> _TRY IT_
Would you restate all the entries exactly, leaving nothing out?

> _PROVIDED RECORDS_
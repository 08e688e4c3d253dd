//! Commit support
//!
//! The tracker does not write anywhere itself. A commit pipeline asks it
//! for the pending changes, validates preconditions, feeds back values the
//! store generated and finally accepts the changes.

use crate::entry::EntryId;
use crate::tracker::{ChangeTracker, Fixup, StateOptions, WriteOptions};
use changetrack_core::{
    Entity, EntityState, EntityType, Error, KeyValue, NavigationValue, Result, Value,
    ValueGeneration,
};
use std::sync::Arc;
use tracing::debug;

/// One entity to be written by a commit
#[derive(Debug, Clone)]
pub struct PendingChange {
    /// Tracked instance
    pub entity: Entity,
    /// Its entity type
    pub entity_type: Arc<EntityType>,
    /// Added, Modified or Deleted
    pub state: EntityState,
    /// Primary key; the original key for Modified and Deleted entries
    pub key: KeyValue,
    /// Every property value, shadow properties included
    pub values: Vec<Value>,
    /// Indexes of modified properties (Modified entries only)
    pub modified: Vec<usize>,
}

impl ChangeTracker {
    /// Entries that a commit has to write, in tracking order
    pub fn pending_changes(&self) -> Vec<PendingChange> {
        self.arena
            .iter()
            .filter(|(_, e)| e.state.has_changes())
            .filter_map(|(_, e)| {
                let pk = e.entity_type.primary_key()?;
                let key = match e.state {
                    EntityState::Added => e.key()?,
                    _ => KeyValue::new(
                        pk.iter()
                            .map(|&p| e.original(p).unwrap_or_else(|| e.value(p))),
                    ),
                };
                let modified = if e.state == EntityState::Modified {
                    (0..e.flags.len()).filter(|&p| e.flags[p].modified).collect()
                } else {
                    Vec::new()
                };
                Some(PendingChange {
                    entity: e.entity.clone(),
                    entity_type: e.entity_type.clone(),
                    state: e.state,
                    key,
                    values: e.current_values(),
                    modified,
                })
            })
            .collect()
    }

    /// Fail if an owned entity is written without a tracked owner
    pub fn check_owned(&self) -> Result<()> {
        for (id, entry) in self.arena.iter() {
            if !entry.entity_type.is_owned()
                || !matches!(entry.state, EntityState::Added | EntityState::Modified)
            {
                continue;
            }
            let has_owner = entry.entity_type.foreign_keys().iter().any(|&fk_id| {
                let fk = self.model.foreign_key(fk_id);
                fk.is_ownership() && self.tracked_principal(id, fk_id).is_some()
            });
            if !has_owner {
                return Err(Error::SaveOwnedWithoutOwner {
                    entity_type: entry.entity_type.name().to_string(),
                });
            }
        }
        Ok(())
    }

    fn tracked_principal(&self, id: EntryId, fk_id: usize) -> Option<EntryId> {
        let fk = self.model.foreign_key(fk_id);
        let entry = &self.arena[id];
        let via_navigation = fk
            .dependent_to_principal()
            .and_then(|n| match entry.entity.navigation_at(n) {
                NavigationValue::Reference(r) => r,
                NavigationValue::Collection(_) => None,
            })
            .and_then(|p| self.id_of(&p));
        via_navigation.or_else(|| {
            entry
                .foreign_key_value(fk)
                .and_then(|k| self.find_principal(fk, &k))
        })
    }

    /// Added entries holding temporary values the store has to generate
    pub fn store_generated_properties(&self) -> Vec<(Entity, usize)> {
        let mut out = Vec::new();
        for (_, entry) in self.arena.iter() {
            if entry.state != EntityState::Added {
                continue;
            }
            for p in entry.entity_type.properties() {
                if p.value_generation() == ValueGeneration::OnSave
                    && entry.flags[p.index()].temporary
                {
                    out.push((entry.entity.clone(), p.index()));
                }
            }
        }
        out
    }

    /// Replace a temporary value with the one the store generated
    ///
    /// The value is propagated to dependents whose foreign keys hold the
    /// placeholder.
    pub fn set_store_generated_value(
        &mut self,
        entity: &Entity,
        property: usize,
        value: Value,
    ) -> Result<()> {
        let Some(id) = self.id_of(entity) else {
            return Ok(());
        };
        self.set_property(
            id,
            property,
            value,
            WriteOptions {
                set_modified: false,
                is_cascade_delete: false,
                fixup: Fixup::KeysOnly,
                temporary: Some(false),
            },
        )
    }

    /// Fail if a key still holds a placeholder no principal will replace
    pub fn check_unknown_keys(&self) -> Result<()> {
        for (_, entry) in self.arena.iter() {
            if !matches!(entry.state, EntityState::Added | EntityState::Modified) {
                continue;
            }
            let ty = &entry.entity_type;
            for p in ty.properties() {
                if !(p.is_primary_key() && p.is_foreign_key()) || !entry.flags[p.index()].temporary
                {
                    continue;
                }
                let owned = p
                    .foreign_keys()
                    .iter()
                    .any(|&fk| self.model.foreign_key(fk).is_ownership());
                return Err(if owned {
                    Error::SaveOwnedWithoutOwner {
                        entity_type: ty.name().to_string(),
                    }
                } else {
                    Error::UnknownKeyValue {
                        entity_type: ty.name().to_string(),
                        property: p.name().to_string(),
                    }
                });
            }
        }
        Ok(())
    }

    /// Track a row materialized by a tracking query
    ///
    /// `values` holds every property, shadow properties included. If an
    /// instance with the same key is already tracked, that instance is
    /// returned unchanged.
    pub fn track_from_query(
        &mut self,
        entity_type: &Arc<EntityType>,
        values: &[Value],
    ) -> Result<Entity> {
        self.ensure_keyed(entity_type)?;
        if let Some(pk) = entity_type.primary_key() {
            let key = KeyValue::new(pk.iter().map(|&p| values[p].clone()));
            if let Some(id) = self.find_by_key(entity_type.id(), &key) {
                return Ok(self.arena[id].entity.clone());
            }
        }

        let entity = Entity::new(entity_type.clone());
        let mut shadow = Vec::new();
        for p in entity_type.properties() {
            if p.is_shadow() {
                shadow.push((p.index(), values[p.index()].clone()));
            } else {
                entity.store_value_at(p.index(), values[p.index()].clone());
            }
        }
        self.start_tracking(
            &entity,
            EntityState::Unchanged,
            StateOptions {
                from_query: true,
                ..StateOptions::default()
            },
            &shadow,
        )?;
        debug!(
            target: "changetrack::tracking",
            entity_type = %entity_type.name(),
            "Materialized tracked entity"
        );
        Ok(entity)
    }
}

> _RESPONSE FOR THIS EXERCISE_
repository 08e688e4c3d253dd
//! Commit support
//!
//! The tracker does not write anywhere itself. A commit pipeline asks it
//! for the pending changes, validates preconditions, feeds back values the
//! store generated and finally accepts the changes.

use crate::entry::EntryId;
use crate::tracker::{ChangeTracker, Fixup, StateOptions, WriteOptions};
use changetrack_core::{
    Entity, EntityState, EntityType, Error, KeyValue, NavigationValue, Result, Value,
    ValueGeneration,
};
use std::sync::Arc;
use tracing::debug;

/// One entity to be written by a commit
#[derive(Debug, Clone)]
pub struct PendingChange {
    /// Tracked instance
    pub entity: Entity,
    /// Its entity type
    pub entity_type: Arc<EntityType>,
    /// Added, Modified or Deleted
    pub state: EntityState,
    /// Primary key; the original key for Modified and Deleted entries
    pub key: KeyValue,
    /// Every property value, shadow properties included
    pub values: Vec<Value>,
    /// Indexes of modified properties (Modified entries only)
    pub modified: Vec<usize>,
}

impl ChangeTracker {
    /// Entries that a commit has to write, in tracking order
    pub fn pending_changes(&self) -> Vec<PendingChange> {
        self.arena
            .iter()
            .filter(|(_, e)| e.state.has_changes())
            .filter_map(|(_, e)| {
                let pk = e.entity_type.primary_key()?;
                let key = match e.state {
                    EntityState::Added => e.key()?,
                    _ => KeyValue::new(
                        pk.iter()
                            .map(|&p| e.original(p).unwrap_or_else(|| e.value(p))),
                    ),
                };
                let modified = if e.state == EntityState::Modified {
                    (0..e.flags.len()).filter(|&p| e.flags[p].modified).collect()
                } else {
                    Vec::new()
                };
                Some(PendingChange {
                    entity: e.entity.clone(),
                    entity_type: e.entity_type.clone(),
                    state: e.state,
                    key,
                    values: e.current_values(),
                    modified,
                })
            })
            .collect()
    }

    /// Fail if an owned entity is written without a tracked owner
    pub fn check_owned(&self) -> Result<()> {
        for (id, entry) in self.arena.iter() {
            if !entry.entity_type.is_owned()
                || !matches!(entry.state, EntityState::Added | EntityState::Modified)
            {
                continue;
            }
            let has_owner = entry.entity_type.foreign_keys().iter().any(|&fk_id| {
                let fk = self.model.foreign_key(fk_id);
                fk.is_ownership() && self.tracked_principal(id, fk_id).is_some()
            });
            if !has_owner {
                return Err(Error::SaveOwnedWithoutOwner {
                    entity_type: entry.entity_type.name().to_string(),
                });
            }
        }
        Ok(())
    }

    fn tracked_principal(&self, id: EntryId, fk_id: usize) -> Option<EntryId> {
        let fk = self.model.foreign_key(fk_id);
        let entry = &self.arena[id];
        let via_navigation = fk
            .dependent_to_principal()
            .and_then(|n| match entry.entity.navigation_at(n) {
                NavigationValue::Reference(r) => r,
                NavigationValue::Collection(_) => None,
            })
            .and_then(|p| self.id_of(&p));
        via_navigation.or_else(|| {
            entry
                .foreign_key_value(fk)
                .and_then(|k| self.find_principal(fk, &k))
        })
    }

    /// Added entries holding temporary values the store has to generate
    pub fn store_generated_properties(&self) -> Vec<(Entity, usize)> {
        let mut out = Vec::new();
        for (_, entry) in self.arena.iter() {
            if entry.state != EntityState::Added {
                continue;
            }
            for p in entry.entity_type.properties() {
                if p.value_generation() == ValueGeneration::OnSave
                    && entry.flags[p.index()].temporary
                {
                    out.push((entry.entity.clone(), p.index()));
                }
            }
        }
        out
    }

    /// Replace a temporary value with the one the store generated
    ///
    /// The value is propagated to dependents whose foreign keys hold the
    /// placeholder.
    pub fn set_store_generated_value(
        &mut self,
        entity: &Entity,
        property: usize,
        value: Value,
    ) -> Result<()> {
        let Some(id) = self.id_of(entity) else {
            return Ok(());
        };
        self.set_property(
            id,
            property,
            value,
            WriteOptions {
                set_modified: false,
                is_cascade_delete: false,
                fixup: Fixup::KeysOnly,
                temporary: Some(false),
            },
        )
    }

    /// Fail if a key still holds a placeholder no principal will replace
    pub fn check_unknown_keys(&self) -> Result<()> {
        for (_, entry) in self.arena.iter() {
            if !matches!(entry.state, EntityState::Added | EntityState::Modified) {
                continue;
            }
            let ty = &entry.entity_type;
            for p in ty.properties() {
                if !(p.is_primary_key() && p.is_foreign_key()) || !entry.flags[p.index()].temporary
                {
                    continue;
                }
                let owned = p
                    .foreign_keys()
                    .iter()
                    .any(|&fk| self.model.foreign_key(fk).is_ownership());
                return Err(if owned {
                    Error::SaveOwnedWithoutOwner {
                        entity_type: ty.name().to_string(),
                    }
                } else {
                    Error::UnknownKeyValue {
                        entity_type: ty.name().to_string(),
                        property: p.name().to_string(),
                    }
                });
            }
        }
        Ok(())
    }

    /// Track a row materialized by a tracking query
    ///
    /// `values` holds every property, shadow properties included. If an
    /// instance with the same key is already tracked, that instance is
    /// returned unchanged.
    pub fn track_from_query(
        &mut self,
        entity_type: &Arc<EntityType>,
        values: &[Value],
    ) -> Result<Entity> {
        self.ensure_keyed(entity_type)?;
        if let Some(pk) = entity_type.primary_key() {
            let key = KeyValue::new(pk.iter().map(|&p| values[p].clone()));
            if let Some(id) = self.find_by_key(entity_type.id(), &key) {
                return Ok(self.arena[id].entity.clone());
            }
        }

        let entity = Entity::new(entity_type.clone());
        let mut shadow = Vec::new();
        for p in entity_type.properties() {
            if p.is_shadow() {
                shadow.push((p.index(), values[p.index()].clone()));
            } else {
                entity.store_value_at(p.index(), values[p.index()].clone());
            }
        }
        self.start_tracking(
            &entity,
            EntityState::Unchanged,
            StateOptions {
                from_query: true,
                ..StateOptions::default()
            },
            &shadow,
        )?;
        debug!(
            target: "changetrack::tracking",
            entity_type = %entity_type.name(),
            "Materialized tracked entity"
        );
        Ok(entity)
    }
}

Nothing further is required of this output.